## What you need to do
Which lines below contain the word "recorded"? Copy each of them.

====

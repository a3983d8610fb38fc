use axum::http::StatusCode;
use axum::response::{IntoResponse, Response};
use axum::Json;
use tracing::{error, warn};

use crate::server::api::ErrorResponse;

/// Failures of the upload routes, rendered as `{"error": "..."}`
#[derive(Debug, thiserror::Error)]
pub enum UploadError {
    /// No usable upload provider, e.g. the API key is not set
    #[error("{0}")]
    Unconfigured(String),

    #[error("failed to parse file: {reason}")]
    InvalidFile { status: StatusCode, reason: String },

    #[error("failed to parse form: {reason}")]
    InvalidForm { status: StatusCode, reason: String },

    #[error("no files provided")]
    NoFiles,

    #[error("{0:#}")]
    Upstream(anyhow::Error),
}

impl UploadError {
    pub fn status(&self) -> StatusCode {
        match self {
            UploadError::Unconfigured(_) | UploadError::NoFiles => StatusCode::BAD_REQUEST,
            UploadError::InvalidFile { status, .. } | UploadError::InvalidForm { status, .. } => {
                *status
            }
            UploadError::Upstream(_) => StatusCode::INTERNAL_SERVER_ERROR,
        }
    }
}

impl IntoResponse for UploadError {
    fn into_response(self) -> Response {
        let status = self.status();
        let message = self.to_string();
        if status.is_server_error() {
            error!("Upload failed: {}", message);
        } else {
            warn!("Rejected upload ({}): {}", status.as_u16(), message);
        }
        (status, Json(ErrorResponse { error: message })).into_response()
    }
}

#[cfg(test)]
mod tests {
    use super::*;
    use anyhow::Context;
    use axum::body::to_bytes;

    async fn body_json(resp: Response) -> serde_json::Value {
        let bytes = to_bytes(resp.into_body(), usize::MAX).await.unwrap();
        serde_json::from_slice(&bytes).unwrap()
    }

    #[tokio::test]
    async fn unconfigured_is_bad_request() {
        let resp = UploadError::Unconfigured("MORALIS_API_KEY must be set".to_string())
            .into_response();
        assert_eq!(resp.status(), StatusCode::BAD_REQUEST);
        assert_eq!(
            body_json(resp).await,
            serde_json::json!({"error": "MORALIS_API_KEY must be set"})
        );
    }

    #[tokio::test]
    async fn invalid_form_keeps_status() {
        let resp = UploadError::InvalidForm {
            status: StatusCode::PAYLOAD_TOO_LARGE,
            reason: "length limit exceeded".to_string(),
        }
        .into_response();
        assert_eq!(resp.status(), StatusCode::PAYLOAD_TOO_LARGE);
        assert_eq!(
            body_json(resp).await["error"],
            "failed to parse form: length limit exceeded"
        );
    }

    #[tokio::test]
    async fn upstream_error_includes_cause_chain() {
        let err: anyhow::Result<()> = Err(anyhow::anyhow!("connection refused"));
        let err = err.context("failed to make HTTP request").unwrap_err();
        let resp = UploadError::Upstream(err).into_response();
        assert_eq!(resp.status(), StatusCode::INTERNAL_SERVER_ERROR);
        assert_eq!(
            body_json(resp).await["error"],
            "failed to make HTTP request: connection refused"
        );
    }

    #[test]
    fn no_files_message() {
        assert_eq!(UploadError::NoFiles.to_string(), "no files provided");
        assert_eq!(UploadError::NoFiles.status(), StatusCode::BAD_REQUEST);
    }
}
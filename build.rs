fn main() {
    // Rebuild when the checked out commit changes
    println!("cargo:rerun-if-changed=.git/HEAD");
    println!("cargo:rerun-if-changed=.git/refs/heads");

    let commit = std::process::Command::new("git")
        .args(["rev-parse", "--short", "HEAD"])
        .output()
        .ok()
        .filter(|o| o.status.success())
        .map(|o| String::from_utf8_lossy(&o.stdout).trim().to_string())
        .filter(|c| !c.is_empty())
        .unwrap_or_else(|| "unknown".to_string());

    println!("cargo:rustc-env=GIT_COMMIT={commit}");
}
use axum::http::{header, HeaderValue, StatusCode};
use axum::response::{IntoResponse, Response};
use serde::{Deserialize, Serialize};
use tracing::error;
use utoipa::ToSchema;

pub const UPLOAD_SUCCESS_MESSAGE: &str = "IPFS upload successful";

#[derive(Debug, Serialize, Deserialize, Clone, ToSchema)]
pub struct UploadFileResponse {
    #[schema(example = "IPFS upload successful")]
    pub message: String,
    /// Content-addressed path of the uploaded file
    #[schema(example = "https://ipfs.moralis.io:2053/ipfs/QmFolder/photo.png")]
    pub path: String,
}

impl UploadFileResponse {
    pub fn new(path: String) -> Self {
        Self {
            message: UPLOAD_SUCCESS_MESSAGE.to_string(),
            path,
        }
    }
}

#[derive(Debug, Serialize, Deserialize, Clone, ToSchema)]
pub struct UploadFilesResponse {
    #[schema(example = "IPFS upload successful")]
    pub message: String,
    /// Content-addressed paths, in the order returned by the provider
    pub paths: Vec<String>,
}

impl UploadFilesResponse {
    pub fn new(paths: Vec<String>) -> Self {
        Self {
            message: UPLOAD_SUCCESS_MESSAGE.to_string(),
            paths,
        }
    }
}

#[derive(Debug, Serialize, Deserialize, Clone, ToSchema)]
pub struct ErrorResponse {
    #[schema(example = "no files provided")]
    pub error: String,
}

/// Multipart body of `POST /upload-file`
#[allow(dead_code)]
#[derive(ToSchema)]
pub struct UploadFileForm {
    /// The file to upload
    #[schema(value_type = String, format = Binary)]
    file: Vec<u8>,
}

/// Multipart body of `POST /upload-files`
#[allow(dead_code)]
#[derive(ToSchema)]
pub struct UploadFilesForm {
    /// One part per file, all under the `files` field name
    #[schema(value_type = Vec<String>)]
    files: Vec<Vec<u8>>,
}

/// Responder that writes JSON indented with four spaces
pub struct PrettyJson<T>(pub StatusCode, pub T);

impl<T: Serialize> IntoResponse for PrettyJson<T> {
    fn into_response(self) -> Response {
        let mut buf = Vec::new();
        let formatter = serde_json::ser::PrettyFormatter::with_indent(b"    ");
        let mut ser = serde_json::Serializer::with_formatter(&mut buf, formatter);
        if let Err(e) = self.1.serialize(&mut ser) {
            error!("Failed to serialize response body: {}", e);
            return (StatusCode::INTERNAL_SERVER_ERROR, "Internal server error").into_response();
        }
        (
            self.0,
            [(
                header::CONTENT_TYPE,
                HeaderValue::from_static("application/json; charset=utf-8"),
            )],
            buf,
        )
            .into_response()
    }
}

#[cfg(test)]
mod tests {
    use super::*;
    use axum::body::to_bytes;

    #[tokio::test]
    async fn pretty_json_uses_four_space_indent() {
        let resp = PrettyJson(
            StatusCode::CREATED,
            UploadFileResponse::new("ipfs://QmOne/a.txt".to_string()),
        )
        .into_response();

        assert_eq!(resp.status(), StatusCode::CREATED);
        assert_eq!(
            resp.headers().get(header::CONTENT_TYPE).unwrap(),
            "application/json; charset=utf-8"
        );
        let body = to_bytes(resp.into_body(), usize::MAX).await.unwrap();
        let text = String::from_utf8(body.to_vec()).unwrap();
        assert_eq!(
            text,
            "{\n    \"message\": \"IPFS upload successful\",\n    \"path\": \"ipfs://QmOne/a.txt\"\n}"
        );
    }

    #[test]
    fn files_response_keeps_order() {
        let resp = UploadFilesResponse::new(vec!["b".to_string(), "a".to_string()]);
        let v = serde_json::to_value(&resp).unwrap();
        assert_eq!(
            v,
            serde_json::json!({"message": UPLOAD_SUCCESS_MESSAGE, "paths": ["b", "a"]})
        );
    }
}
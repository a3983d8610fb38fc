pub mod config;
pub mod file;
pub mod moralis;
pub mod provider;

pub use config::IpfsUploadConfig;
pub use file::IpfsFile;
pub use moralis::MoralisClient;
pub use provider::{IpfsUploadProvider, UploadedFile};
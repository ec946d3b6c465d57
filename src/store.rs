//! The record store: owns the persisted current jar and the per-year archive.
//!
//! Every mutation is a whole-jar read-modify-write: callers hand in the jar they
//! hold, get a new jar back, and the new jar is what lands in storage. There is
//! no merge with whatever else may have written the slot in the meantime.

use crate::clock::Clock;
use crate::errors::{AppError, AppResult};
use crate::jar;
use crate::models::{AppSettings, BackfillPolicy, Jar, MemoryStar};
use crate::settings;
use crate::storage::SlotStorage;
use chrono::{Datelike, NaiveDate};
use once_cell::sync::Lazy;
use rand::Rng;
use regex::Regex;
use std::sync::Arc;

pub const CURRENT_JAR_KEY: &str = "star-memories-jar";
pub const ARCHIVE_KEY_PREFIX: &str = "star-memories-archive-";
pub const QUARANTINE_KEY_PREFIX: &str = "star-memories-quarantine-";

static ARCHIVE_KEY_RE: Lazy<Regex> =
    Lazy::new(|| Regex::new(r"^star-memories-archive-(-?\d{1,6})$").expect("valid archive key regex"));

pub fn archive_key(year: i32) -> String {
    format!("{ARCHIVE_KEY_PREFIX}{year}")
}

struct StoredJar {
    jar: Jar,
    raw: String,
}

#[derive(Clone)]
pub struct JarStore {
    storage: Arc<dyn SlotStorage>,
    clock: Arc<dyn Clock>,
}

impl JarStore {
    pub fn new(storage: Arc<dyn SlotStorage>, clock: Arc<dyn Clock>) -> Self {
        Self { storage, clock }
    }

    pub fn clock(&self) -> &dyn Clock {
        self.clock.as_ref()
    }

    /// Returns the jar for the current calendar year, creating it on first use.
    ///
    /// A stored jar from any other year is archived under its own year before
    /// the fresh jar is written. An archive slot, once written, is never
    /// replaced.
    pub fn current_jar(&self) -> AppResult<Jar> {
        let year = self.clock.current_year();
        match self.load_current()? {
            Some(stored) if stored.jar.year == year => Ok(stored.jar),
            Some(stored) => {
                tracing::info!(from_year = stored.jar.year, to_year = year, "jar year rollover");
                self.archive(&stored)?;
                self.create_jar(year)
            }
            None => self.create_jar(year),
        }
    }

    pub fn save_jar(&self, jar: &Jar) -> AppResult<()> {
        self.storage.set(CURRENT_JAR_KEY, &serde_json::to_string(jar)?)
    }

    /// Records `content` for `date` (today when omitted), replacing any star
    /// already recorded for that date.
    pub fn add_star(&self, jar: &Jar, content: &str, date: Option<NaiveDate>) -> AppResult<Jar> {
        let today = self.clock.today();
        let date = date.unwrap_or(today);

        if self.settings()?.backfill_policy == BackfillPolicy::Strict {
            if date.year() != jar.year {
                return Err(AppError::InvalidInput(format!(
                    "{date} is outside the {} jar",
                    jar.year
                )));
            }
            if date > today {
                return Err(AppError::InvalidInput(format!("{date} is in the future")));
            }
        }

        let replacing = jar::has_star_for_date(jar, date);
        let updated = jar::with_star_for_date(jar, content, date, self.clock.now_ms());
        self.save_jar(&updated)?;
        tracing::debug!(year = updated.year, date = %date, replacing, "star recorded");
        Ok(updated)
    }

    /// Rewrites the content of one star. Unknown ids return the jar unchanged
    /// and write nothing.
    pub fn update_star_content(&self, jar: &Jar, star_id: &str, content: &str) -> AppResult<Jar> {
        if jar::star_by_id(jar, star_id).is_none() {
            tracing::debug!(star_id, "edit ignored; no such star");
            return Ok(jar.clone());
        }

        let updated = jar::with_star_content(jar, star_id, content);
        self.save_jar(&updated)?;
        tracing::debug!(star_id, "star content updated");
        Ok(updated)
    }

    pub fn has_star_for_date(&self, jar: &Jar, date: NaiveDate) -> bool {
        jar::has_star_for_date(jar, date)
    }

    pub fn has_star_for_today(&self, jar: &Jar) -> bool {
        jar::has_star_for_date(jar, self.clock.today())
    }

    pub fn available_past_dates(&self, jar: &Jar) -> Vec<NaiveDate> {
        jar::available_past_dates(jar, self.clock.today())
    }

    pub fn star_by_id(&self, jar: &Jar, star_id: &str) -> Option<MemoryStar> {
        jar::star_by_id(jar, star_id).cloned()
    }

    pub fn random_star(&self, jar: &Jar) -> Option<MemoryStar> {
        self.random_star_with(jar, &mut rand::rng())
    }

    pub fn random_star_with<R: Rng>(&self, jar: &Jar, rng: &mut R) -> Option<MemoryStar> {
        jar::random_star(jar, rng).cloned()
    }

    /// Years with an archived jar, newest first.
    pub fn archived_years(&self) -> AppResult<Vec<i32>> {
        let keys = self.storage.keys()?;
        let mut years: Vec<i32> = keys
            .iter()
            .filter_map(|key| ARCHIVE_KEY_RE.captures(key))
            .filter_map(|caps| caps[1].parse().ok())
            .collect();
        years.sort_unstable_by(|a, b| b.cmp(a));
        years.dedup();
        Ok(years)
    }

    pub fn archived_jar(&self, year: i32) -> AppResult<Option<Jar>> {
        let Some(raw) = self.storage.get(&archive_key(year))? else {
            return Ok(None);
        };
        match serde_json::from_str::<Jar>(&raw) {
            Ok(jar) => Ok(Some(jar)),
            Err(error) => {
                tracing::warn!(year, error = %error, "archived jar is malformed");
                Ok(None)
            }
        }
    }

    pub fn settings(&self) -> AppResult<AppSettings> {
        settings::load(self.storage.as_ref())
    }

    pub fn update_settings(&self, update: serde_json::Value) -> AppResult<AppSettings> {
        settings::update(self.storage.as_ref(), update)
    }

    fn load_current(&self) -> AppResult<Option<StoredJar>> {
        let Some(raw) = self.storage.get(CURRENT_JAR_KEY)? else {
            return Ok(None);
        };
        match serde_json::from_str::<Jar>(&raw) {
            Ok(jar) => Ok(Some(StoredJar { jar, raw })),
            Err(error) => {
                let key = self.quarantine(&raw)?;
                tracing::warn!(error = %error, quarantine_key = %key, "current jar is malformed; starting a fresh jar");
                Ok(None)
            }
        }
    }

    fn archive(&self, stored: &StoredJar) -> AppResult<()> {
        let key = archive_key(stored.jar.year);
        if self.storage.contains(&key)? {
            let quarantine_key = self.quarantine(&stored.raw)?;
            tracing::warn!(
                year = stored.jar.year,
                jar_id = %stored.jar.id,
                quarantine_key = %quarantine_key,
                "archive slot already written; outgoing jar quarantined"
            );
            return Ok(());
        }

        self.storage.set(&key, &stored.raw)?;
        tracing::info!(
            year = stored.jar.year,
            jar_id = %stored.jar.id,
            star_count = stored.jar.stars.len(),
            "jar archived"
        );
        Ok(())
    }

    fn quarantine(&self, raw: &str) -> AppResult<String> {
        let key = format!("{QUARANTINE_KEY_PREFIX}{}", self.clock.now_ms());
        self.storage.set(&key, raw)?;
        Ok(key)
    }

    fn create_jar(&self, year: i32) -> AppResult<Jar> {
        let jar = jar::new_jar(year, self.clock.now_ms());
        self.save_jar(&jar)?;
        tracing::info!(year, jar_id = %jar.id, "created jar");
        Ok(jar)
    }
}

====

## Output
    /// already recorded for that date.
        tracing::debug!(year = updated.year, date = %date, replacing, "star recorded");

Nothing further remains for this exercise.